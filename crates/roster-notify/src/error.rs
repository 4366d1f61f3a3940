use thiserror::Error;

#[derive(Debug, Error, PartialEq, Eq)]
pub enum ComposeError {
    /// The event's reserve team is not one of its teams.
    #[error("reserve team {team} is not a team of the event")]
    UnknownExtraTeam { team: String },
}

/// Errors raised while delivering a notification to the messaging group.
#[derive(Debug, Error)]
pub enum RelayError {
    /// The provider could not be reached.
    #[error("relay unavailable: {0}")]
    Unavailable(String),

    #[error("relay HTTP error: {0}")]
    Http(#[from] reqwest::Error),

    /// Non-2xx status from the provider.
    #[error("relay API error {status}: {message}")]
    Api { status: u16, message: String },

    /// 2xx response with `success: false`.
    #[error("relay rejected message: {0}")]
    Rejected(String),

    #[error("unreadable relay response: {0}")]
    Parse(String),

    #[error("relay timed out after {ms}ms")]
    Timeout { ms: u64 },

    #[error("relay configuration error: {0}")]
    Config(String),
}
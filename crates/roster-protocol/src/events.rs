use roster_core::types::{Event, Player, PlayerRef};
use serde::{Deserialize, Serialize};
use thiserror::Error;

use crate::frames::EventFrame;
use crate::methods::{INSCRIPTION, PRESENCE, REMOVAL, SNAPSHOT};

/// Payload of an `inscription` broadcast.
/// Wire: `{ "team": "Rojo", "player": {...}, "version": 3 }`
#[derive(Debug, Clone, PartialEq, Eq, Serialize, Deserialize)]
pub struct Inscription {
    pub team: String,
    pub player: Player,
    pub version: u64,
}

/// Payload of a `removal` broadcast.
/// Wire: `{ "team": "Rojo", "player": { "name": "Ana", "registerBy": "..." }, "version": 4 }`
#[derive(Debug, Clone, PartialEq, Eq, Serialize, Deserialize)]
pub struct Removal {
    pub team: String,
    pub player: PlayerRef,
    pub version: u64,
}

/// A committed roster change, fanned out on the event's channel.
#[derive(Debug, Clone, PartialEq, Eq)]
pub enum RosterEvent {
    Registered(Inscription),
    Removed(Removal),
}

impl RosterEvent {
    pub fn registered(team: impl Into<String>, player: Player, version: u64) -> Self {
        RosterEvent::Registered(Inscription {
            team: team.into(),
            player,
            version,
        })
    }

    pub fn removed(team: impl Into<String>, player: PlayerRef, version: u64) -> Self {
        RosterEvent::Removed(Removal {
            team: team.into(),
            player,
            version,
        })
    }

    /// Wire event name.
    pub fn name(&self) -> &'static str {
        match self {
            RosterEvent::Registered(_) => INSCRIPTION,
            RosterEvent::Removed(_) => REMOVAL,
        }
    }

    /// Event version right after this change was committed.
    pub fn version(&self) -> u64 {
        match self {
            RosterEvent::Registered(i) => i.version,
            RosterEvent::Removed(r) => r.version,
        }
    }

    pub fn team(&self) -> &str {
        match self {
            RosterEvent::Registered(i) => &i.team,
            RosterEvent::Removed(r) => &r.team,
        }
    }

    pub fn to_frame(&self) -> EventFrame {
        let frame = match self {
            RosterEvent::Registered(i) => EventFrame::new(INSCRIPTION, i),
            RosterEvent::Removed(r) => EventFrame::new(REMOVAL, r),
        };
        frame.with_seq(self.version())
    }
}

/// Live subscriber count of a channel.
/// Wire: `{ "subscriptionCount": 3 }`
#[derive(Debug, Clone, Copy, PartialEq, Eq, Serialize, Deserialize)]
#[serde(rename_all = "camelCase")]
pub struct PresencePayload {
    pub subscription_count: usize,
}

impl PresencePayload {
    pub fn to_frame(&self) -> EventFrame {
        EventFrame::new(PRESENCE, self)
    }
}

/// First frame a viewer receives after joining a channel.
#[derive(Debug, Clone, PartialEq, Eq, Serialize, Deserialize)]
#[serde(rename_all = "camelCase")]
pub struct SnapshotPayload {
    pub event: Event,
    pub subscription_count: usize,
}

impl SnapshotPayload {
    pub fn to_frame(&self) -> EventFrame {
        EventFrame::new(SNAPSHOT, self).with_seq(self.event.version)
    }
}

#[derive(Debug, Error)]
pub enum DecodeError {
    #[error("unknown event: {0}")]
    UnknownEvent(String),

    #[error("event '{event}' has no payload")]
    MissingPayload { event: String },

    #[error("malformed '{event}' payload: {source}")]
    Malformed {
        event: String,
        #[source]
        source: serde_json::Error,
    },
}

/// Everything a viewer can receive on an event channel.
#[derive(Debug, Clone, PartialEq, Eq)]
pub enum ChannelEvent {
    Roster(RosterEvent),
    Presence(PresencePayload),
    Snapshot(Box<SnapshotPayload>),
}

impl ChannelEvent {
    /// Decode a push frame. Frames the channel never carries (e.g. `tick`)
    /// come back as [`DecodeError::UnknownEvent`]; callers decide the policy.
    pub fn decode(frame: &EventFrame) -> Result<Self, DecodeError> {
        let payload = || {
            frame
                .payload
                .clone()
                .ok_or_else(|| DecodeError::MissingPayload {
                    event: frame.event.clone(),
                })
        };
        let malformed = |source| DecodeError::Malformed {
            event: frame.event.clone(),
            source,
        };

        match frame.event.as_str() {
            INSCRIPTION => serde_json::from_value(payload()?)
                .map(|i| ChannelEvent::Roster(RosterEvent::Registered(i)))
                .map_err(malformed),
            REMOVAL => serde_json::from_value(payload()?)
                .map(|r| ChannelEvent::Roster(RosterEvent::Removed(r)))
                .map_err(malformed),
            PRESENCE => serde_json::from_value(payload()?)
                .map(ChannelEvent::Presence)
                .map_err(malformed),
            SNAPSHOT => serde_json::from_value(payload()?)
                .map(|s| ChannelEvent::Snapshot(Box::new(s)))
                .map_err(malformed),
            other => Err(DecodeError::UnknownEvent(other.to_string())),
        }
    }
}
//! Register and cancel flows shared by the HTTP and WS surfaces.
//!
//! validate -> resolve event -> lock event -> commit -> publish -> unlock
//! -> compose -> relay.
//! Only validation and store failures reach the caller. A failed publish
//! marks the result degraded; relay failures are logged and dropped.

use std::time::Duration;

use roster_core::registration::{CancellationRequest, RegistrationRequest};
use roster_core::types::{Event, EventId};
use roster_notify::OutboundMessage;
use roster_protocol::events::RosterEvent;
use roster_store::StoreError;
use serde::Serialize;
use tracing::{error, info, instrument, warn};

use crate::app::AppState;

/// Wire: `{ "error": false }` | `{ "error": true, "msg": "..." }`,
/// plus `"degraded": true` when the change committed but could not be
/// broadcast.
#[derive(Debug, Clone, PartialEq, Eq, Serialize)]
pub struct ActionResult {
    pub error: bool,
    #[serde(skip_serializing_if = "Option::is_none")]
    pub msg: Option<String>,
    #[serde(skip_serializing_if = "std::ops::Not::not")]
    pub degraded: bool,
    /// Machine-readable error code, used for status mapping.
    #[serde(skip)]
    pub code: Option<&'static str>,
}

impl ActionResult {
    pub fn ok(degraded: bool) -> Self {
        Self {
            error: false,
            msg: None,
            degraded,
            code: None,
        }
    }

    pub fn rejected(code: &'static str, msg: impl Into<String>) -> Self {
        Self {
            error: true,
            msg: Some(msg.into()),
            degraded: false,
            code: Some(code),
        }
    }

    fn from_store(err: StoreError) -> Self {
        if err.is_rejection() {
            info!(code = err.code(), reason = %err, "roster change rejected");
        } else {
            error!(error = %err, "roster change failed");
        }
        Self::rejected(err.code(), err.user_message())
    }
}

#[instrument(skip(state, req), fields(team = %req.team))]
pub async fn register(
    state: &AppState,
    event_id: &str,
    req: &RegistrationRequest,
    account: &str,
) -> ActionResult {
    let reg = match req.validate() {
        Ok(r) => r,
        Err(e) => return ActionResult::rejected(e.code(), e.to_string()),
    };

    let event_id = match resolve(state, event_id) {
        Ok(id) => id,
        Err(rejected) => return rejected,
    };
    let (event, degraded) = {
        let _lock = state.lock_event(&event_id).await;
        let registered = match state.store.register(event_id.as_str(), &reg, account) {
            Ok(r) => r,
            Err(e) => return ActionResult::from_store(e),
        };
        let change =
            RosterEvent::registered(reg.team, registered.player, registered.event.version);
        let degraded = !publish(state, &registered.event, &change).await;
        (registered.event, degraded)
    };

    notify(state, &event).await;
    ActionResult::ok(degraded)
}

/// Cancelling a player who is not in the team succeeds without publishing
/// or notifying anything.
#[instrument(skip(state, req), fields(team = %req.team))]
pub async fn cancel(
    state: &AppState,
    event_id: &str,
    req: &CancellationRequest,
    account: &str,
) -> ActionResult {
    let cancellation = match req.validate() {
        Ok(c) => c,
        Err(e) => return ActionResult::rejected(e.code(), e.to_string()),
    };

    let event_id = match resolve(state, event_id) {
        Ok(id) => id,
        Err(rejected) => return rejected,
    };
    let (event, degraded) = {
        let _lock = state.lock_event(&event_id).await;
        let out = match state.store.unregister(
            event_id.as_str(),
            &cancellation.team,
            &cancellation.player_name,
            account,
        ) {
            Ok(out) => out,
            Err(e) => return ActionResult::from_store(e),
        };
        let Some(player) = out.removed else {
            info!(account, "nothing to cancel");
            return ActionResult::ok(false);
        };
        info!(account, player = %player.name, "registration cancelled");
        let change =
            RosterEvent::removed(cancellation.team, player.to_ref(), out.event.version);
        let degraded = !publish(state, &out.event, &change).await;
        (out.event, degraded)
    };

    notify(state, &event).await;
    ActionResult::ok(degraded)
}

/// Stored id of the event, so every spelling of it shares one lock.
fn resolve(state: &AppState, raw_id: &str) -> Result<EventId, ActionResult> {
    match state.store.find_by_id(raw_id) {
        Ok(Some(event)) => Ok(event.id),
        Ok(None) => Err(ActionResult::from_store(StoreError::NotFound {
            id: raw_id.to_string(),
        })),
        Err(e) => Err(ActionResult::from_store(e)),
    }
}

/// Returns false when the change could not be broadcast.
async fn publish(state: &AppState, event: &Event, change: &RosterEvent) -> bool {
    match state
        .broadcaster
        .publish(event.id.as_str(), &change.to_frame())
        .await
    {
        Ok(reached) => {
            info!(
                event_id = %event.id,
                kind = change.name(),
                version = change.version(),
                reached,
                "change broadcast"
            );
            true
        }
        Err(e) => {
            warn!(event_id = %event.id, error = %e, "broadcast failed, viewers will be stale");
            false
        }
    }
}

/// Post the roster summary to the group. Never fails the request.
async fn notify(state: &AppState, event: &Event) {
    let content = match state.composer.compose(event) {
        Ok(c) => c,
        Err(e) => {
            warn!(event_id = %event.id, error = %e, "notification not composed");
            return;
        }
    };
    let msg = OutboundMessage {
        recipient_id: state.group_id().to_string(),
        content,
    };

    let timeout_ms = state
        .config
        .relay
        .as_ref()
        .map_or(roster_core::config::RELAY_TIMEOUT_MS, |r| r.timeout_ms);
    let relay = state.relay.read().await;
    let name = relay.name();
    match tokio::time::timeout(Duration::from_millis(timeout_ms), relay.send(&msg)).await {
        Ok(Ok(id)) => info!(relay = name, msg_id = %id.0, "group notified"),
        Ok(Err(e)) => warn!(relay = name, error = %e, "group notification failed, roster unaffected"),
        Err(_) => warn!(relay = name, timeout_ms, "group notification timed out, roster unaffected"),
    }
}
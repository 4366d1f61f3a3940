use std::fmt;

use chrono::{DateTime, Utc};
use serde::{
    de::{MapAccess, Visitor},
    ser::SerializeMap,
    Deserialize, Deserializer, Serialize, Serializer,
};
use uuid::Uuid;

/// Event identifier (UUIDv7 simple form, 32 hex chars).
#[derive(Debug, Clone, PartialEq, Eq, Hash, Serialize, Deserialize)]
pub struct EventId(pub String);

impl EventId {
    pub fn new() -> Self {
        Self(Uuid::now_v7().simple().to_string())
    }

    /// Parse an id supplied by a client. Anything that could not have been
    /// issued by [`EventId::new`] is rejected so lookups can short-circuit.
    pub fn parse(s: &str) -> Option<Self> {
        let s = s.trim();
        let well_formed = (16..=64).contains(&s.len())
            && s.chars().all(|c| c.is_ascii_alphanumeric() || c == '-');
        well_formed.then(|| Self(s.to_string()))
    }

    pub fn as_str(&self) -> &str {
        &self.0
    }
}

impl Default for EventId {
    fn default() -> Self {
        Self::new()
    }
}

impl fmt::Display for EventId {
    fn fmt(&self, f: &mut fmt::Formatter<'_>) -> fmt::Result {
        write!(f, "{}", self.0)
    }
}

impl From<&str> for EventId {
    fn from(s: &str) -> Self {
        Self(s.to_string())
    }
}

/// Lifecycle of an event. `Closed` is terminal: no roster changes accepted.
#[derive(Debug, Clone, Copy, PartialEq, Eq, Serialize, Deserialize, Default)]
#[serde(rename_all = "lowercase")]
pub enum EventStatus {
    #[default]
    Open,
    Closed,
}

impl fmt::Display for EventStatus {
    fn fmt(&self, f: &mut fmt::Formatter<'_>) -> fmt::Result {
        match self {
            EventStatus::Open => write!(f, "open"),
            EventStatus::Closed => write!(f, "closed"),
        }
    }
}

impl std::str::FromStr for EventStatus {
    type Err = String;

    fn from_str(s: &str) -> Result<Self, Self::Err> {
        match s {
            "open" => Ok(EventStatus::Open),
            "closed" => Ok(EventStatus::Closed),
            other => Err(format!("unknown event status: {}", other)),
        }
    }
}

#[derive(Debug, Clone, PartialEq, Eq, Serialize, Deserialize)]
pub struct Address {
    pub text: String,
    pub url: String,
}

/// A registration record. Created by a successful registration, destroyed by
/// a successful cancellation, never edited in between.
#[derive(Debug, Clone, PartialEq, Eq, Serialize, Deserialize)]
#[serde(rename_all = "camelCase")]
pub struct Player {
    pub name: String,
    /// Account that registered this player (ownership reference only).
    pub register_by: String,
    #[serde(default)]
    pub is_keeper: bool,
}

impl Player {
    pub fn new(name: impl Into<String>, register_by: impl Into<String>, is_keeper: bool) -> Self {
        Self {
            name: name.into(),
            register_by: register_by.into(),
            is_keeper,
        }
    }

    /// True when both names collide under the event's uniqueness rule.
    pub fn same_name(&self, other: &str) -> bool {
        name_key(&self.name) == name_key(other)
    }

    pub fn to_ref(&self) -> PlayerRef {
        PlayerRef {
            name: self.name.clone(),
            register_by: self.register_by.clone(),
        }
    }
}

/// Identity part of a player, as carried by removal broadcasts.
#[derive(Debug, Clone, PartialEq, Eq, Serialize, Deserialize)]
#[serde(rename_all = "camelCase")]
pub struct PlayerRef {
    pub name: String,
    pub register_by: String,
}

/// Normalised form used for case-insensitive name uniqueness.
pub fn name_key(name: &str) -> String {
    name.trim().to_lowercase()
}

/// One team and its players in insertion order.
#[derive(Debug, Clone, PartialEq, Eq)]
pub struct TeamSlot {
    pub name: String,
    pub players: Vec<Player>,
}

impl TeamSlot {
    pub fn new(name: impl Into<String>) -> Self {
        Self {
            name: name.into(),
            players: Vec::new(),
        }
    }

    pub fn keeper(&self) -> Option<&Player> {
        self.players.iter().find(|p| p.is_keeper)
    }
}

/// Ordered mapping team-name -> players.
///
/// Serialized as a JSON object whose key order is the team order, which is
/// the order viewers and notifications render teams in.
#[derive(Debug, Clone, PartialEq, Eq, Default)]
pub struct Teams(Vec<TeamSlot>);

impl Teams {
    pub fn new() -> Self {
        Self(Vec::new())
    }

    /// Build an empty roster from team names. Duplicate names are dropped.
    pub fn from_names<I, S>(names: I) -> Self
    where
        I: IntoIterator<Item = S>,
        S: Into<String>,
    {
        let mut teams = Self::new();
        for name in names {
            teams.insert_team(name);
        }
        teams
    }

    /// Add an empty team if it is not present yet. Returns false on duplicates.
    pub fn insert_team(&mut self, name: impl Into<String>) -> bool {
        let name = name.into();
        if self.contains(&name) {
            return false;
        }
        self.0.push(TeamSlot::new(name));
        true
    }

    pub fn contains(&self, team: &str) -> bool {
        self.0.iter().any(|t| t.name == team)
    }

    pub fn get(&self, team: &str) -> Option<&TeamSlot> {
        self.0.iter().find(|t| t.name == team)
    }

    pub fn get_mut(&mut self, team: &str) -> Option<&mut TeamSlot> {
        self.0.iter_mut().find(|t| t.name == team)
    }

    pub fn iter(&self) -> impl Iterator<Item = &TeamSlot> {
        self.0.iter()
    }

    pub fn names(&self) -> impl Iterator<Item = &str> {
        self.0.iter().map(|t| t.name.as_str())
    }

    pub fn len(&self) -> usize {
        self.0.len()
    }

    pub fn is_empty(&self) -> bool {
        self.0.is_empty()
    }

    /// Every player of the event, across all teams.
    pub fn all_players(&self) -> impl Iterator<Item = (&str, &Player)> {
        self.0
            .iter()
            .flat_map(|t| t.players.iter().map(move |p| (t.name.as_str(), p)))
    }

    /// Locate a player by name (case-insensitive) in any team.
    pub fn find_player(&self, name: &str) -> Option<(&str, &Player)> {
        self.all_players().find(|(_, p)| p.same_name(name))
    }
}

impl Serialize for Teams {
    fn serialize<S: Serializer>(&self, serializer: S) -> Result<S::Ok, S::Error> {
        let mut map = serializer.serialize_map(Some(self.0.len()))?;
        for slot in &self.0 {
            map.serialize_entry(&slot.name, &slot.players)?;
        }
        map.end()
    }
}

impl<'de> Deserialize<'de> for Teams {
    fn deserialize<D: Deserializer<'de>>(deserializer: D) -> Result<Self, D::Error> {
        struct TeamsVisitor;

        impl<'de> Visitor<'de> for TeamsVisitor {
            type Value = Teams;

            fn expecting(&self, f: &mut fmt::Formatter<'_>) -> fmt::Result {
                f.write_str("a map of team name to player list")
            }

            fn visit_map<A: MapAccess<'de>>(self, mut access: A) -> Result<Teams, A::Error> {
                let mut teams = Teams::new();
                while let Some((name, players)) = access.next_entry::<String, Vec<Player>>()? {
                    if teams.contains(&name) {
                        return Err(serde::de::Error::custom(format!(
                            "duplicate team: {}",
                            name
                        )));
                    }
                    teams.0.push(TeamSlot { name, players });
                }
                Ok(teams)
            }
        }

        deserializer.deserialize_map(TeamsVisitor)
    }
}

/// Full event snapshot, as delivered to viewers on page load.
#[derive(Debug, Clone, PartialEq, Eq, Serialize, Deserialize)]
#[serde(rename_all = "camelCase")]
pub struct Event {
    pub id: EventId,
    pub date: DateTime<Utc>,
    pub description: String,
    pub address: Address,
    pub teams: Teams,
    /// Reserve team: uncapped and not eligible for the keeper rule.
    pub extra_team: String,
    #[serde(default)]
    pub status: EventStatus,
    pub team_limit: usize,
    /// Bumped by every committed roster mutation.
    #[serde(default)]
    pub version: u64,
}

impl Event {
    /// Playable teams count against `team_limit`; the reserve team does not.
    pub fn is_playable(&self, team: &str) -> bool {
        team != self.extra_team
    }

    pub fn is_closed(&self) -> bool {
        self.status == EventStatus::Closed
    }
}

#[cfg(test)]
mod tests {
    use super::*;

    #[test]
    fn teams_serialize_in_insertion_order() {
        let mut teams = Teams::from_names(["Rojo", "Azul", "Suplentes"]);
        teams
            .get_mut("Azul")
            .unwrap()
            .players
            .push(Player::new("Ana", "acc-1", true));

        let json = serde_json::to_string(&teams).unwrap();
        assert_eq!(
            json,
            r#"{"Rojo":[],"Azul":[{"name":"Ana","registerBy":"acc-1","isKeeper":true}],"Suplentes":[]}"#
        );

        let back: Teams = serde_json::from_str(&json).unwrap();
        assert_eq!(back.names().collect::<Vec<_>>(), ["Rojo", "Azul", "Suplentes"]);
        assert_eq!(back, teams);
    }

    #[test]
    fn teams_reject_duplicate_keys() {
        let json = r#"{"Rojo":[],"Rojo":[]}"#;
        assert!(serde_json::from_str::<Teams>(json).is_err());
    }

    #[test]
    fn keeper_flag_defaults_to_false() {
        let p: Player = serde_json::from_str(r#"{"name":"Leo","registerBy":"a"}"#).unwrap();
        assert!(!p.is_keeper);
    }

    #[test]
    fn find_player_ignores_case_and_padding() {
        let mut teams = Teams::from_names(["Rojo", "Azul"]);
        teams
            .get_mut("Azul")
            .unwrap()
            .players
            .push(Player::new("Ana", "acc-1", false));
        let (team, player) = teams.find_player("  aNa ").expect("found");
        assert_eq!(team, "Azul");
        assert_eq!(player.name, "Ana");
    }

    #[test]
    fn event_id_parse_rejects_garbage() {
        assert!(EventId::parse("short").is_none());
        assert!(EventId::parse("../../etc/passwd/aaaaaaaaaaaa").is_none());
        let id = EventId::new();
        assert_eq!(EventId::parse(id.as_str()), Some(id));
    }
}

══════════

> Directions for this task
Check each line of the listing above for the string "CancellationRequest", then report only how many lines have it.

> Solution
2